- [Try it]
Count every line in the data below where "facet" occurs, then state that number and nothing more.

*** Available records

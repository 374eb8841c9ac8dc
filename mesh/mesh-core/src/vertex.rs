//! Vertex type.

use nalgebra::{Point3, Vector3};

#[cfg(feature = "serde")]
use serde::{Deserialize, Serialize};

/// A mesh vertex: a position with an optional unit normal.
///
/// STL facet normals, when present and non-zero, are attached to the
/// three vertices of the facet by the loader. Normals are advisory;
/// geometric computations derive their own from winding.
///
/// # Example
///
/// ```
/// use mesh_core::{Vertex, Point3};
///
/// let v = Vertex::from_coords(1.0, 2.0, 3.0);
/// assert_eq!(v.position, Point3::new(1.0, 2.0, 3.0));
/// assert!(v.normal.is_none());
/// ```
#[derive(Debug, Clone, PartialEq)]
#[cfg_attr(feature = "serde", derive(Serialize, Deserialize))]
pub struct Vertex {
    /// Position in 3D space.
    pub position: Point3<f64>,

    /// Unit normal vector, if known.
    pub normal: Option<Vector3<f64>>,
}

impl Vertex {
    /// Create a vertex at the given position with no normal.
    #[inline]
    #[must_use]
    pub const fn new(position: Point3<f64>) -> Self {
        Self {
            position,
            normal: None,
        }
    }

    /// Create a vertex from raw coordinates.
    ///
    /// # Example
    ///
    /// ```
    /// use mesh_core::Vertex;
    ///
    /// let v = Vertex::from_coords(0.0, 1.0, 2.0);
    /// assert_eq!(v.position.y, 1.0);
    /// ```
    #[inline]
    #[must_use]
    pub fn from_coords(x: f64, y: f64, z: f64) -> Self {
        Self::new(Point3::new(x, y, z))
    }

    /// Attach a normal to this vertex.
    #[inline]
    #[must_use]
    pub fn with_normal(mut self, normal: Vector3<f64>) -> Self {
        self.normal = Some(normal);
        self
    }

    /// Check whether this vertex carries a normal.
    #[inline]
    #[must_use]
    pub const fn has_normal(&self) -> bool {
        self.normal.is_some()
    }
}

#[cfg(test)]
mod tests {
    use super::*;

    #[test]
    fn vertex_from_coords() {
        let v = Vertex::from_coords(1.0, 2.0, 3.0);
        assert!((v.position.x - 1.0).abs() < f64::EPSILON);
        assert!((v.position.y - 2.0).abs() < f64::EPSILON);
        assert!((v.position.z - 3.0).abs() < f64::EPSILON);
        assert!(!v.has_normal());
    }

    #[test]
    fn vertex_with_normal() {
        let v = Vertex::from_coords(0.0, 0.0, 0.0).with_normal(Vector3::z());
        assert!(v.has_normal());
        let n = v.normal.unwrap();
        assert!((n.z - 1.0).abs() < f64::EPSILON);
    }
}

******

- [Answer space]
2